Task
From the first line to the last, give the data again exactly.

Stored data

== Segment start ==

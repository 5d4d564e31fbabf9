//! Configuration rules checked with Validation.

use crate::core::Disk;
use crate::validation::violations::ConfigurationViolation;
use std::collections::BTreeMap;
use stillwater::validation::Validation;
use stillwater::NonEmptyVec;

/// Result of one configuration check.
pub type ConfigurationCheck = Validation<(), NonEmptyVec<ConfigurationViolation>>;

/// Check every puzzle invariant on `stacks`, accumulating ALL violations.
/// Returns Validation::Success(()) if the configuration is well formed.
pub fn validate_configuration(disk_count: Disk, stacks: &[Vec<Disk>]) -> ConfigurationCheck {
    let mut checks: Vec<ConfigurationCheck> = vec![check_pegs(stacks), check_disk_count(disk_count)];

    for (peg, stack) in stacks.iter().enumerate() {
        checks.extend(check_stack_order(peg, stack));
    }
    checks.extend(check_disk_set(disk_count, stacks));

    Validation::all_vec(checks).map(|_| ())
}

fn check_pegs(stacks: &[Vec<Disk>]) -> ConfigurationCheck {
    if stacks.is_empty() {
        Validation::fail(ConfigurationViolation::NoPegs)
    } else {
        Validation::success(())
    }
}

fn check_disk_count(disk_count: Disk) -> ConfigurationCheck {
    if disk_count == 0 {
        Validation::fail(ConfigurationViolation::NoDisks)
    } else {
        Validation::success(())
    }
}

/// One check per adjacent pair: each disk must be smaller than the one below.
fn check_stack_order(peg: usize, stack: &[Disk]) -> Vec<ConfigurationCheck> {
    stack
        .windows(2)
        .enumerate()
        .map(|(index, pair)| {
            let (below, above) = (pair[0], pair[1]);
            if above < below {
                Validation::success(())
            } else {
                Validation::fail(ConfigurationViolation::NotDecreasing {
                    peg,
                    height: index + 1,
                    below,
                    above,
                })
            }
        })
        .collect()
}

/// Every disk in `1..=disk_count` exactly once, and nothing else.
///
/// Work is bounded by the disks actually present, never by `disk_count`:
/// when fewer disks are present than declared, a single `TooFewDisks`
/// stands in for the individual `MissingDisk` reports.
fn check_disk_set(disk_count: Disk, stacks: &[Vec<Disk>]) -> Vec<ConfigurationCheck> {
    let mut checks = Vec::new();
    let present: usize = stacks.iter().map(Vec::len).sum();
    let mut counts: BTreeMap<Disk, usize> = BTreeMap::new();

    for (peg, stack) in stacks.iter().enumerate() {
        for &disk in stack {
            if disk == 0 || disk > disk_count {
                checks.push(Validation::fail(ConfigurationViolation::DiskOutOfRange {
                    peg,
                    disk,
                    disk_count,
                }));
            } else {
                *counts.entry(disk).or_insert(0) += 1;
            }
        }
    }

    for (&disk, &count) in &counts {
        if count > 1 {
            checks.push(Validation::fail(ConfigurationViolation::DuplicateDisk {
                disk,
                count,
            }));
        }
    }

    if (disk_count as usize) > present {
        checks.push(Validation::fail(ConfigurationViolation::TooFewDisks {
            disk_count,
            present,
        }));
    } else {
        for disk in (1..=disk_count).filter(|disk| !counts.contains_key(disk)) {
            checks.push(Validation::fail(ConfigurationViolation::MissingDisk { disk }));
        }
    }

    checks
}

#[cfg(test)]
mod tests {
    use super::*;

    fn violations(disk_count: Disk, stacks: &[Vec<Disk>]) -> Vec<ConfigurationViolation> {
        match validate_configuration(disk_count, stacks) {
            Validation::Success(_) => Vec::new(),
            Validation::Failure(errors) => errors.iter().cloned().collect(),
        }
    }

    #[test]
    fn well_formed_configuration_passes() {
        let result = validate_configuration(3, &[vec![3], vec![2, 1], vec![]]);
        assert!(result.is_success());
    }

    #[test]
    fn validation_accumulates_all_violations() {
        let found = violations(3, &[vec![1, 3], vec![1, 4]]);

        assert_eq!(found.len(), 5);
        assert!(found
            .iter()
            .any(|v| matches!(v, ConfigurationViolation::NotDecreasing { peg: 0, .. })));
        assert!(found
            .iter()
            .any(|v| matches!(v, ConfigurationViolation::NotDecreasing { peg: 1, .. })));
        assert!(found.contains(&ConfigurationViolation::DiskOutOfRange {
            peg: 1,
            disk: 4,
            disk_count: 3
        }));
        assert!(found.contains(&ConfigurationViolation::DuplicateDisk { disk: 1, count: 2 }));
        assert!(found.contains(&ConfigurationViolation::MissingDisk { disk: 2 }));
    }

    #[test]
    fn empty_configuration_reports_no_pegs() {
        let found = violations(2, &[]);

        assert!(found.contains(&ConfigurationViolation::NoPegs));
        assert!(found.contains(&ConfigurationViolation::TooFewDisks {
            disk_count: 2,
            present: 0
        }));
    }

    #[test]
    fn missing_disks_are_named_when_enough_are_present() {
        let found = violations(3, &[vec![3, 1], vec![1]]);

        assert!(found.contains(&ConfigurationViolation::DuplicateDisk { disk: 1, count: 2 }));
        assert!(found.contains(&ConfigurationViolation::MissingDisk { disk: 2 }));
        assert!(!found
            .iter()
            .any(|v| matches!(v, ConfigurationViolation::TooFewDisks { .. })));
    }

    #[test]
    fn huge_disk_count_reports_single_shortfall() {
        let found = violations(Disk::MAX, &[vec![2, 1], vec![]]);

        assert_eq!(
            found,
            vec![ConfigurationViolation::TooFewDisks {
                disk_count: Disk::MAX,
                present: 2
            }]
        );
    }

    #[test]
    fn zero_disk_count_is_rejected() {
        let found = violations(0, &[vec![], vec![]]);
        assert_eq!(found, vec![ConfigurationViolation::NoDisks]);
    }

    #[test]
    fn disk_zero_is_out_of_range() {
        let found = violations(1, &[vec![1, 0]]);

        assert!(found.contains(&ConfigurationViolation::DiskOutOfRange {
            peg: 0,
            disk: 0,
            disk_count: 1
        }));
    }

    #[test]
    fn equal_neighbours_are_not_decreasing() {
        let found = violations(2, &[vec![2, 2], vec![1]]);

        assert!(found.contains(&ConfigurationViolation::NotDecreasing {
            peg: 0,
            height: 1,
            below: 2,
            above: 2
        }));
    }
}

== Segment end ==

Answer to this problem
repository 5d4d564e31fbabf9
//! Configuration rules checked with Validation.

use crate::core::Disk;
use crate::validation::violations::ConfigurationViolation;
use std::collections::BTreeMap;
use stillwater::validation::Validation;
use stillwater::NonEmptyVec;

/// Result of one configuration check.
pub type ConfigurationCheck = Validation<(), NonEmptyVec<ConfigurationViolation>>;

/// Check every puzzle invariant on `stacks`, accumulating ALL violations.
/// Returns Validation::Success(()) if the configuration is well formed.
pub fn validate_configuration(disk_count: Disk, stacks: &[Vec<Disk>]) -> ConfigurationCheck {
    let mut checks: Vec<ConfigurationCheck> = vec![check_pegs(stacks), check_disk_count(disk_count)];

    for (peg, stack) in stacks.iter().enumerate() {
        checks.extend(check_stack_order(peg, stack));
    }
    checks.extend(check_disk_set(disk_count, stacks));

    Validation::all_vec(checks).map(|_| ())
}

fn check_pegs(stacks: &[Vec<Disk>]) -> ConfigurationCheck {
    if stacks.is_empty() {
        Validation::fail(ConfigurationViolation::NoPegs)
    } else {
        Validation::success(())
    }
}

fn check_disk_count(disk_count: Disk) -> ConfigurationCheck {
    if disk_count == 0 {
        Validation::fail(ConfigurationViolation::NoDisks)
    } else {
        Validation::success(())
    }
}

/// One check per adjacent pair: each disk must be smaller than the one below.
fn check_stack_order(peg: usize, stack: &[Disk]) -> Vec<ConfigurationCheck> {
    stack
        .windows(2)
        .enumerate()
        .map(|(index, pair)| {
            let (below, above) = (pair[0], pair[1]);
            if above < below {
                Validation::success(())
            } else {
                Validation::fail(ConfigurationViolation::NotDecreasing {
                    peg,
                    height: index + 1,
                    below,
                    above,
                })
            }
        })
        .collect()
}

/// Every disk in `1..=disk_count` exactly once, and nothing else.
///
/// Work is bounded by the disks actually present, never by `disk_count`:
/// when fewer disks are present than declared, a single `TooFewDisks`
/// stands in for the individual `MissingDisk` reports.
fn check_disk_set(disk_count: Disk, stacks: &[Vec<Disk>]) -> Vec<ConfigurationCheck> {
    let mut checks = Vec::new();
    let present: usize = stacks.iter().map(Vec::len).sum();
    let mut counts: BTreeMap<Disk, usize> = BTreeMap::new();

    for (peg, stack) in stacks.iter().enumerate() {
        for &disk in stack {
            if disk == 0 || disk > disk_count {
                checks.push(Validation::fail(ConfigurationViolation::DiskOutOfRange {
                    peg,
                    disk,
                    disk_count,
                }));
            } else {
                *counts.entry(disk).or_insert(0) += 1;
            }
        }
    }

    for (&disk, &count) in &counts {
        if count > 1 {
            checks.push(Validation::fail(ConfigurationViolation::DuplicateDisk {
                disk,
                count,
            }));
        }
    }

    if (disk_count as usize) > present {
        checks.push(Validation::fail(ConfigurationViolation::TooFewDisks {
            disk_count,
            present,
        }));
    } else {
        for disk in (1..=disk_count).filter(|disk| !counts.contains_key(disk)) {
            checks.push(Validation::fail(ConfigurationViolation::MissingDisk { disk }));
        }
    }

    checks
}

#[cfg(test)]
mod tests {
    use super::*;

    fn violations(disk_count: Disk, stacks: &[Vec<Disk>]) -> Vec<ConfigurationViolation> {
        match validate_configuration(disk_count, stacks) {
            Validation::Success(_) => Vec::new(),
            Validation::Failure(errors) => errors.iter().cloned().collect(),
        }
    }

    #[test]
    fn well_formed_configuration_passes() {
        let result = validate_configuration(3, &[vec![3], vec![2, 1], vec![]]);
        assert!(result.is_success());
    }

    #[test]
    fn validation_accumulates_all_violations() {
        let found = violations(3, &[vec![1, 3], vec![1, 4]]);

        assert_eq!(found.len(), 5);
        assert!(found
            .iter()
            .any(|v| matches!(v, ConfigurationViolation::NotDecreasing { peg: 0, .. })));
        assert!(found
            .iter()
            .any(|v| matches!(v, ConfigurationViolation::NotDecreasing { peg: 1, .. })));
        assert!(found.contains(&ConfigurationViolation::DiskOutOfRange {
            peg: 1,
            disk: 4,
            disk_count: 3
        }));
        assert!(found.contains(&ConfigurationViolation::DuplicateDisk { disk: 1, count: 2 }));
        assert!(found.contains(&ConfigurationViolation::MissingDisk { disk: 2 }));
    }

    #[test]
    fn empty_configuration_reports_no_pegs() {
        let found = violations(2, &[]);

        assert!(found.contains(&ConfigurationViolation::NoPegs));
        assert!(found.contains(&ConfigurationViolation::TooFewDisks {
            disk_count: 2,
            present: 0
        }));
    }

    #[test]
    fn missing_disks_are_named_when_enough_are_present() {
        let found = violations(3, &[vec![3, 1], vec![1]]);

        assert!(found.contains(&ConfigurationViolation::DuplicateDisk { disk: 1, count: 2 }));
        assert!(found.contains(&ConfigurationViolation::MissingDisk { disk: 2 }));
        assert!(!found
            .iter()
            .any(|v| matches!(v, ConfigurationViolation::TooFewDisks { .. })));
    }

    #[test]
    fn huge_disk_count_reports_single_shortfall() {
        let found = violations(Disk::MAX, &[vec![2, 1], vec![]]);

        assert_eq!(
            found,
            vec![ConfigurationViolation::TooFewDisks {
                disk_count: Disk::MAX,
                present: 2
            }]
        );
    }

    #[test]
    fn zero_disk_count_is_rejected() {
        let found = violations(0, &[vec![], vec![]]);
        assert_eq!(found, vec![ConfigurationViolation::NoDisks]);
    }

    #[test]
    fn disk_zero_is_out_of_range() {
        let found = violations(1, &[vec![1, 0]]);

        assert!(found.contains(&ConfigurationViolation::DiskOutOfRange {
            peg: 0,
            disk: 0,
            disk_count: 1
        }));
    }

    #[test]
    fn equal_neighbours_are_not_decreasing() {
        let found = violations(2, &[vec![2, 2], vec![1]]);

        assert!(found.contains(&ConfigurationViolation::NotDecreasing {
            peg: 0,
            height: 1,
            below: 2,
            above: 2
        }));
    }
}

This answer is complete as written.